### AIM OF THE TASK
Your output should be the entries below, from the first line up to and including the line with "use crate::shared::infrastructure::clock::Clock;", reproduced exactly and with no other lines.
◆ ◆ ◆
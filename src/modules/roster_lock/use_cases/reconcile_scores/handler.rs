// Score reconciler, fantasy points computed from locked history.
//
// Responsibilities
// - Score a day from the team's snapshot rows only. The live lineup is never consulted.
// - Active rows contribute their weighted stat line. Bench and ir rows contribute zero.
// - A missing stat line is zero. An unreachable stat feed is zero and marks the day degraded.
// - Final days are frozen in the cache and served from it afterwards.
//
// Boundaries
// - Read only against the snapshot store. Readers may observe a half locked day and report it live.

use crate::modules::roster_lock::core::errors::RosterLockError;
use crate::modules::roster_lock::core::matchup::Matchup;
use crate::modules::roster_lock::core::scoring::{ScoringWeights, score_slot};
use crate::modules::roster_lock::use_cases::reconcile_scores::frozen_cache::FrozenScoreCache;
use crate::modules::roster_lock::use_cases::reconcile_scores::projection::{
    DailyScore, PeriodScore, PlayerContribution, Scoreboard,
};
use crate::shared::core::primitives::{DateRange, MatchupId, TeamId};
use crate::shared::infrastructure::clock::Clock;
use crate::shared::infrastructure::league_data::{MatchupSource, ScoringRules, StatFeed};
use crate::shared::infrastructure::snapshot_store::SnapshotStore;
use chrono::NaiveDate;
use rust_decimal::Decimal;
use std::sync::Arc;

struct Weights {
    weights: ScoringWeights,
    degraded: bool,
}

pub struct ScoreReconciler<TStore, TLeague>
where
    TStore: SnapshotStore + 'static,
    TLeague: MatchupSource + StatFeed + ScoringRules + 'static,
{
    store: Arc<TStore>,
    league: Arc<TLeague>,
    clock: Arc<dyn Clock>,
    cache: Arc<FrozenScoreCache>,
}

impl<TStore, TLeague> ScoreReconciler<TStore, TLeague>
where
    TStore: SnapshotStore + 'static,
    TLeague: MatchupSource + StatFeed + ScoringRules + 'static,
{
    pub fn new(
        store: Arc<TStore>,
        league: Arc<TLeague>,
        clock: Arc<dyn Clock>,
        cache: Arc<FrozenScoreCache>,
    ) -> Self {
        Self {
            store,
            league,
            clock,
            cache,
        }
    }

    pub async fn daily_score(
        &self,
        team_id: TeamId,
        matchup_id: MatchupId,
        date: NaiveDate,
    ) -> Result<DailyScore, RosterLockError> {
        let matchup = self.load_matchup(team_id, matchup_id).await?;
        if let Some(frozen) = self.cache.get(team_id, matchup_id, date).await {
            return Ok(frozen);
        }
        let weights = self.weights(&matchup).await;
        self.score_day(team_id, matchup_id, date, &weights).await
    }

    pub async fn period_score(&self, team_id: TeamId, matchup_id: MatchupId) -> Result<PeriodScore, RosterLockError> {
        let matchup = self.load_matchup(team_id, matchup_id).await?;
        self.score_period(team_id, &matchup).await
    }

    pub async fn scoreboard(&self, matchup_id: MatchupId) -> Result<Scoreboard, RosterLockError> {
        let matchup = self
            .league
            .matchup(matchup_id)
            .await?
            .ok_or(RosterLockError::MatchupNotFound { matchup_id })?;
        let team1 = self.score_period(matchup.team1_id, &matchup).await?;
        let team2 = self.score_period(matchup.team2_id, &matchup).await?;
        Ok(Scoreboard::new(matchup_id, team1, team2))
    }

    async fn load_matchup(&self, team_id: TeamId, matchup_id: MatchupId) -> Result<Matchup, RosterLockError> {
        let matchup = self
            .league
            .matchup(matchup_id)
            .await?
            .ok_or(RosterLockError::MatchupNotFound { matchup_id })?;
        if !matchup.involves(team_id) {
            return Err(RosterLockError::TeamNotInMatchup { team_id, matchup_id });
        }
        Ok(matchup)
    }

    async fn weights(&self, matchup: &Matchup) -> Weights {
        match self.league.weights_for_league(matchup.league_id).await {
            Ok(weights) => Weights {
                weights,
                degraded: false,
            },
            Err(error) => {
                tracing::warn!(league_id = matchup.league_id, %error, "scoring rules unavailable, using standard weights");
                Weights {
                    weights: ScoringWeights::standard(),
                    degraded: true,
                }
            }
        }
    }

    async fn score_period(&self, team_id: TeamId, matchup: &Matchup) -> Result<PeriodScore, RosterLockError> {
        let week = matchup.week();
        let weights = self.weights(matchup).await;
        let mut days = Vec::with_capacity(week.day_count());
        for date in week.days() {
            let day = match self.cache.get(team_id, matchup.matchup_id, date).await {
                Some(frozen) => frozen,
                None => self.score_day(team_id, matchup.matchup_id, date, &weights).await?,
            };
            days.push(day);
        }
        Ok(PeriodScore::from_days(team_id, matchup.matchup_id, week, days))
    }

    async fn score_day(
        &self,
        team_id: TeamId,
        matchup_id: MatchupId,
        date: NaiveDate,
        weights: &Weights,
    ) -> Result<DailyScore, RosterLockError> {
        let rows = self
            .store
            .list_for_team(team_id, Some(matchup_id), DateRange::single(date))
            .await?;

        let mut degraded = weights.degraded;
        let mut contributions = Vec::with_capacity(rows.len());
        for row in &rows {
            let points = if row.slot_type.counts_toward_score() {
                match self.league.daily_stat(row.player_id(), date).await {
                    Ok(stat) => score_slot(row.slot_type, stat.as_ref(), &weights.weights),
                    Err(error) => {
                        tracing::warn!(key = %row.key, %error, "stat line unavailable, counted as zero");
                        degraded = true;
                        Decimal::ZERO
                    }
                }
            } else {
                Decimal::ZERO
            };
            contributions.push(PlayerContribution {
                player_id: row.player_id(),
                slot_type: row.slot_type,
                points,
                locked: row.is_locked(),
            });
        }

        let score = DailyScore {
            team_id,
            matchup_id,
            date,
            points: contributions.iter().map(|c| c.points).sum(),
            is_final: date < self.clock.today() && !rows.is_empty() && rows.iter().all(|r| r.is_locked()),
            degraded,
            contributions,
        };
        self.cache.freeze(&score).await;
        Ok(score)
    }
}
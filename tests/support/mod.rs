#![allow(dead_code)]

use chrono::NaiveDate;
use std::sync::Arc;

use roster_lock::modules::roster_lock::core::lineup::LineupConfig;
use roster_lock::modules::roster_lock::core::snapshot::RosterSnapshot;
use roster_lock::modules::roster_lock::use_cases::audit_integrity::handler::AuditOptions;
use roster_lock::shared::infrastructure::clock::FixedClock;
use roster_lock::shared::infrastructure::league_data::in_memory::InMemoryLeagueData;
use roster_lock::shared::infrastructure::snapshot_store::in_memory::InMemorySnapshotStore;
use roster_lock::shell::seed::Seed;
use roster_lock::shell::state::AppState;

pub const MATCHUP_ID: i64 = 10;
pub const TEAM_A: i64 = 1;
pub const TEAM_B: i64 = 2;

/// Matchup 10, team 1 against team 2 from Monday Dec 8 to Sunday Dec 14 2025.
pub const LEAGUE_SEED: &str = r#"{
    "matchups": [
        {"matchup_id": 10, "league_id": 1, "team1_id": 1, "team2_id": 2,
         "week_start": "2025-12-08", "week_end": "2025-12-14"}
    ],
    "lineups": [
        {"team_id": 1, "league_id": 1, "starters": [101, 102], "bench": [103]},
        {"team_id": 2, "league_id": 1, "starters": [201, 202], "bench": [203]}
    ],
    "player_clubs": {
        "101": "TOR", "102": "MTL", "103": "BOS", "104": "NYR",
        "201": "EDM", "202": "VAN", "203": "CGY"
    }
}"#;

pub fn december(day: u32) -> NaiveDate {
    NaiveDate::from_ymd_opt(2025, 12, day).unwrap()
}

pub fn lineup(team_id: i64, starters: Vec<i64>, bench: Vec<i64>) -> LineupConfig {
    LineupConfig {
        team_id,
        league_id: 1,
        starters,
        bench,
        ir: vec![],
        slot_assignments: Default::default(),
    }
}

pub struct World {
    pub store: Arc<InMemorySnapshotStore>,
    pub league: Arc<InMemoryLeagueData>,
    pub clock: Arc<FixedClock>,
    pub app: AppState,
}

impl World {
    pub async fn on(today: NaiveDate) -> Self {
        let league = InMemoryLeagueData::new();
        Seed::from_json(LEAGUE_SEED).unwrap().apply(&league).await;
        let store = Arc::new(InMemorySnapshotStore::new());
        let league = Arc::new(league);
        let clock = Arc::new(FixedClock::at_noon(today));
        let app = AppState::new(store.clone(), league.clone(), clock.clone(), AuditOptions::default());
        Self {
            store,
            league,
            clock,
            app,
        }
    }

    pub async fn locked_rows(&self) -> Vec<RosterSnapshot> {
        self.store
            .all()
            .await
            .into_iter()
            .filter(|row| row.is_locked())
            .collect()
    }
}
◆ ◆ ◆
### TASK SOLUTION
filename src/modules/roster_lock/use_cases/reconcile_scores/handler.rs
// Score reconciler, fantasy points computed from locked history.
//
// Responsibilities
// - Score a day from the team's snapshot rows only. The live lineup is never consulted.
// - Active rows contribute their weighted stat line. Bench and ir rows contribute zero.
// - A missing stat line is zero. An unreachable stat feed is zero and marks the day degraded.
// - Final days are frozen in the cache and served from it afterwards.
//
// Boundaries
// - Read only against the snapshot store. Readers may observe a half locked day and report it live.

use crate::modules::roster_lock::core::errors::RosterLockError;
use crate::modules::roster_lock::core::matchup::Matchup;
use crate::modules::roster_lock::core::scoring::{ScoringWeights, score_slot};
use crate::modules::roster_lock::use_cases::reconcile_scores::frozen_cache::FrozenScoreCache;
use crate::modules::roster_lock::use_cases::reconcile_scores::projection::{
    DailyScore, PeriodScore, PlayerContribution, Scoreboard,
};
use crate::shared::core::primitives::{DateRange, MatchupId, TeamId};
use crate::shared::infrastructure::clock::Clock;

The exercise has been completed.